Copy out, from the entries below, each line holding the string "Cursor".

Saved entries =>
+++

#[cfg(test)]
mod test {
    use super::*;
    use crate::util::testing::{test_roundtrip, test_roundtrip_with_args};
    use binrw::BinRead;

    #[test]
    fn empty_header() {
        let header = Header {
            page_size: 8192,
            next_unused_page: PageIndex(2),
            unknown: 0,
            sequence: 5,
            tables: vec![],
        };
        test_roundtrip_with_args(
            &[
                0, 0, 0, 0, 0, 32, 0, 0, 0, 0, 0, 0, 2, 0, 0, 0, 0, 0, 0, 0, 5, 0, 0, 0, 0, 0, 0,
                0,
            ],
            header,
            (DatabaseType::Plain,),
            (),
        );
    }

    #[test]
    fn multi_table_header() {
        let header = Header {
            page_size: 4096,
            next_unused_page: PageIndex(10),
            unknown: 0,
            sequence: 12,
            tables: [
                Table {
                    page_type: PageType::Plain(PlainPageType::Tracks),
                    empty_candidate: 9,
                    first_page: PageIndex(1),
                    last_page: PageIndex(2),
                },
                Table {
                    page_type: PageType::Plain(PlainPageType::Genres),
                    empty_candidate: 0,
                    first_page: PageIndex(3),
                    last_page: PageIndex(3),
                },
                Table {
                    page_type: PageType::Plain(PlainPageType::Artists),
                    empty_candidate: 0,
                    first_page: PageIndex(4),
                    last_page: PageIndex(5),
                },
                Table {
                    page_type: PageType::Plain(PlainPageType::Albums),
                    empty_candidate: 0,
                    first_page: PageIndex(6),
                    last_page: PageIndex(6),
                },
                Table {
                    page_type: PageType::Plain(PlainPageType::PlaylistTree),
                    empty_candidate: 0,
                    first_page: PageIndex(7),
                    last_page: PageIndex(7),
                },
                Table {
                    page_type: PageType::Plain(PlainPageType::History),
                    empty_candidate: 0,
                    first_page: PageIndex(8),
                    last_page: PageIndex(9),
                },
            ]
            .to_vec(),
        };

        test_roundtrip_with_args(
            &[
                0, 0, 0, 0, 0, 16, 0, 0, 6, 0, 0, 0, 10, 0, 0, 0, 0, 0, 0, 0, 12, 0, 0, 0, 0, 0,
                0, 0, 0, 0, 0, 0, 9, 0, 0, 0, 1, 0, 0, 0, 2, 0, 0, 0, 1, 0, 0, 0, 0, 0, 0, 0, 3,
                0, 0, 0, 3, 0, 0, 0, 2, 0, 0, 0, 0, 0, 0, 0, 4, 0, 0, 0, 5, 0, 0, 0, 3, 0, 0, 0,
                0, 0, 0, 0, 6, 0, 0, 0, 6, 0, 0, 0, 7, 0, 0, 0, 0, 0, 0, 0, 7, 0, 0, 0, 7, 0, 0,
                0, 19, 0, 0, 0, 0, 0, 0, 0, 8, 0, 0, 0, 9, 0, 0, 0,
            ],
            header,
            (DatabaseType::Plain,),
            (),
        );
    }

    #[test]
    fn track_row() {
        let row = Track {
            unknown1: 36,
            index_shift: 32,
            bitmask: 0,
            sample_rate: 48000,
            composer_id: ArtistId(0),
            file_size: 9417241,
            unknown2: 1,
            unknown3: 19048,
            unknown4: 30967,
            artwork_id: ArtworkId(3),
            key_id: KeyId(11),
            orig_artist_id: ArtistId(0),
            label_id: LabelId(27),
            remixer_id: ArtistId(0),
            bitrate: 256,
            track_number: 7,
            tempo: 12650,
            genre_id: GenreId(5),
            album_id: AlbumId(14),
            artist_id: ArtistId(12),
            id: TrackId(88),
            disc_number: 1,
            play_count: 4,
            year: 2019,
            sample_depth: 24,
            duration: 421,
            unknown5: 41,
            color: ColorIndex::Green,
            rating: 4,
            unknown6: 1,
            unknown7: 2,
            isrc: DeviceSqlString::new_isrc("".to_string()),
            texter: DeviceSqlString::empty(),
            unknown_string2: DeviceSqlString::new("2".to_string()),
            unknown_string3: DeviceSqlString::new("2".to_string()),
            unknown_string4: DeviceSqlString::empty(),
            message: DeviceSqlString::empty(),
            kuvo_public: DeviceSqlString::new("ON".to_string()),
            autoload_hotcues: DeviceSqlString::new("ON".to_string()),
            unknown_string5: DeviceSqlString::empty(),
            unknown_string6: DeviceSqlString::empty(),
            date_added: DeviceSqlString::new("2019-11-05".to_string()),
            release_date: DeviceSqlString::empty(),
            mix_name: DeviceSqlString::empty(),
            unknown_string7: DeviceSqlString::empty(),
            analyze_path: DeviceSqlString::new(
                "/PIONEER/USBANLZ/P023/00012FE6/ANLZ0000.DAT".to_string(),
            ),
            analyze_date: DeviceSqlString::new("2019-11-06".to_string()),
            comment: DeviceSqlString::new("Purchased at Beatport.com".to_string()),
            title: DeviceSqlString::new("Midnight Drive".to_string()),
            unknown_string8: DeviceSqlString::empty(),
            filename: DeviceSqlString::new("Midnight Drive.flac".to_string()),
            file_path: DeviceSqlString::new(
                "/Contents/Carl Cox/Night Tales/Midnight Drive.flac".to_string(),
            ),
        };
        assert_eq!(row.bpm(), 126.5);
        test_roundtrip(
            &[
                // fixed fields
                36, 0, 32, 0, 0, 0, 0, 0, 128, 187, 0, 0, 0, 0, 0, 0, 25, 178, 143, 0, 1, 0, 0,
                0, 104, 74, 247, 120, 3, 0, 0, 0, 11, 0, 0, 0, 0, 0, 0, 0, 27, 0, 0, 0, 0, 0, 0,
                0, 0, 1, 0, 0, 7, 0, 0, 0, 106, 49, 0, 0, 5, 0, 0, 0, 14, 0, 0, 0, 12, 0, 0, 0,
                88, 0, 0, 0, 1, 0, 4, 0, 227, 7, 24, 0, 165, 1, 41, 0, 5, 4, 1, 0, 2, 0,
                // string offset table
                136, 0, 137, 0, 138, 0, 140, 0, 142, 0, 143, 0, 144, 0, 147, 0, 150, 0, 151, 0,
                152, 0, 163, 0, 164, 0, 165, 0, 166, 0, 210, 0, 221, 0, 247, 0, 6, 1, 7, 1, 27, 1,
                // string bodies
                3, 3, 5, 50, 5, 50, 3, 3, 7, 79, 78, 7, 79, 78, 3, 3, 23, 50, 48, 49, 57, 45, 49,
                49, 45, 48, 53, 3, 3, 3, 89, 47, 80, 73, 79, 78, 69, 69, 82, 47, 85, 83, 66, 65,
                78, 76, 90, 47, 80, 48, 50, 51, 47, 48, 48, 48, 49, 50, 70, 69, 54, 47, 65, 78,
                76, 90, 48, 48, 48, 48, 46, 68, 65, 84, 23, 50, 48, 49, 57, 45, 49, 49, 45, 48,
                54, 53, 80, 117, 114, 99, 104, 97, 115, 101, 100, 32, 97, 116, 32, 66, 101, 97,
                116, 112, 111, 114, 116, 46, 99, 111, 109, 31, 77, 105, 100, 110, 105, 103, 104,
                116, 32, 68, 114, 105, 118, 101, 3, 41, 77, 105, 100, 110, 105, 103, 104, 116,
                32, 68, 114, 105, 118, 101, 46, 102, 108, 97, 99, 103, 47, 67, 111, 110, 116,
                101, 110, 116, 115, 47, 67, 97, 114, 108, 32, 67, 111, 120, 47, 78, 105, 103,
                104, 116, 32, 84, 97, 108, 101, 115, 47, 77, 105, 100, 110, 105, 103, 104, 116,
                32, 68, 114, 105, 118, 101, 46, 102, 108, 97, 99,
            ],
            row,
        );
    }

    #[test]
    fn artist_row() {
        let row = Artist {
            subtype: 0x60,
            index_shift: 64,
            id: ArtistId(12),
            unknown1: 3,
            ofs_name_near: 10,
            ofs_name_far: None,
            name: DeviceSqlString::new("Carl Cox".to_string()),
        };
        test_roundtrip(
            &[
                96, 0, 64, 0, 12, 0, 0, 0, 3, 10, 19, 67, 97, 114, 108, 32, 67, 111, 120,
            ],
            row,
        );
    }

    #[test]
    fn artist_row_far_offset() {
        let row = Artist {
            subtype: 0x64,
            index_shift: 96,
            id: ArtistId(33),
            unknown1: 3,
            ofs_name_near: 0,
            ofs_name_far: Some(12),
            name: DeviceSqlString::new("Moby".to_string()),
        };
        test_roundtrip(
            &[100, 0, 96, 0, 33, 0, 0, 0, 3, 0, 12, 0, 11, 77, 111, 98, 121],
            row,
        );
    }

    #[test]
    fn album_row() {
        let row = Album {
            unknown1: 0x80,
            index_shift: 32,
            unknown2: 0,
            artist_id: ArtistId(1),
            id: AlbumId(1),
            unknown3: 0,
            unknown4: 0,
            name: DeviceSqlString::new("Loops".to_string()),
        };
        let bin = [
            128, 0, 32, 0, 0, 0, 0, 0, 1, 0, 0, 0, 1, 0, 0, 0, 0, 0, 0, 0, 0, 22, 13, 76, 111,
            111, 112, 115,
        ];
        let mut writer = binrw::io::Cursor::new(vec![]);
        row.write(&mut writer).unwrap();
        assert_eq!(writer.get_ref().as_slice(), &bin);
        let mut reader = binrw::io::Cursor::new(bin.as_slice());
        let parsed = Album::read(&mut reader).unwrap();
        assert_eq!(parsed, row);
    }

    #[test]
    fn label_row() {
        let row = Label {
            id: LabelId(27),
            name: DeviceSqlString::new("Defected".to_string()),
        };
        test_roundtrip(
            &[27, 0, 0, 0, 19, 68, 101, 102, 101, 99, 116, 101, 100],
            row,
        );
    }

    #[test]
    fn key_row() {
        let row = Key {
            id: KeyId(9),
            id2: 9,
            name: DeviceSqlString::new("F#m".to_string()),
        };
        test_roundtrip(&[9, 0, 0, 0, 9, 0, 0, 0, 9, 70, 35, 109], row);
    }

    #[test]
    fn color_row() {
        let row = Color {
            unknown1: 0,
            unknown2: 1,
            color: ColorIndex::Aqua,
            unknown3: 0,
            name: DeviceSqlString::new("Aqua".to_string()),
        };
        test_roundtrip(&[0, 0, 0, 0, 1, 6, 0, 0, 11, 65, 113, 117, 97], row);
    }

    #[test]
    fn playlist_entry_row() {
        let row = PlaylistEntry {
            entry_index: 3,
            track_id: TrackId(42),
            playlist_id: PlaylistTreeNodeId(7),
        };
        test_roundtrip(&[3, 0, 0, 0, 42, 0, 0, 0, 7, 0, 0, 0], row);
    }

    #[test]
    fn playlist_tree_row() {
        let row = PlaylistTreeNode {
            parent_id: PlaylistTreeNodeId(0),
            unknown: 0,
            sort_order: 1,
            id: PlaylistTreeNodeId(7),
            node_is_folder: 0,
            name: DeviceSqlString::new("House".to_string()),
        };
        assert!(!row.is_folder());
        test_roundtrip(
            &[
                0, 0, 0, 0, 0, 0, 0, 0, 1, 0, 0, 0, 7, 0, 0, 0, 0, 0, 0, 0, 13, 72, 111, 117,
                115, 101,
            ],
            row,
        );
    }

    #[test]
    fn column_entry() {
        let row = ColumnEntry {
            id: 2,
            unknown0: 0x81,
            column_name: DeviceSqlString::new("\u{fffa}ARTIST\u{fffb}".into()),
        };
        let bin = &[
            0x02, 0x00, 0x81, 0x00, 0x90, 0x14, 0x00, 0x00, 0xfa, 0xff, 0x41, 0x00, 0x52, 0x00,
            0x54, 0x00, 0x49, 0x00, 0x53, 0x00, 0x54, 0x00, 0xfb, 0xff,
        ];
        test_roundtrip(bin, row);
    }

    #[test]
    fn row_group_presence() {
        let group = RowGroup::new(vec![0, 40, 80, 120], 0b1011);
        assert_eq!(group.num_slots(), 4);
        assert_eq!(group.num_present(), 3);
        assert!(group.is_present(0));
        assert!(group.is_present(1));
        assert!(!group.is_present(2));
        assert!(group.is_present(3));
        assert_eq!(group.present_offsets().collect::<Vec<_>>(), vec![0, 40, 120]);
    }

    #[test]
    fn empty_row_group() {
        let group = RowGroup::new(vec![0, 40], 0);
        assert_eq!(group.num_present(), 0);
        assert_eq!(group.present_offsets().count(), 0);
    }
}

+++

Task response =>
        let mut writer = binrw::io::Cursor::new(vec![]);
        let mut reader = binrw::io::Cursor::new(bin.as_slice());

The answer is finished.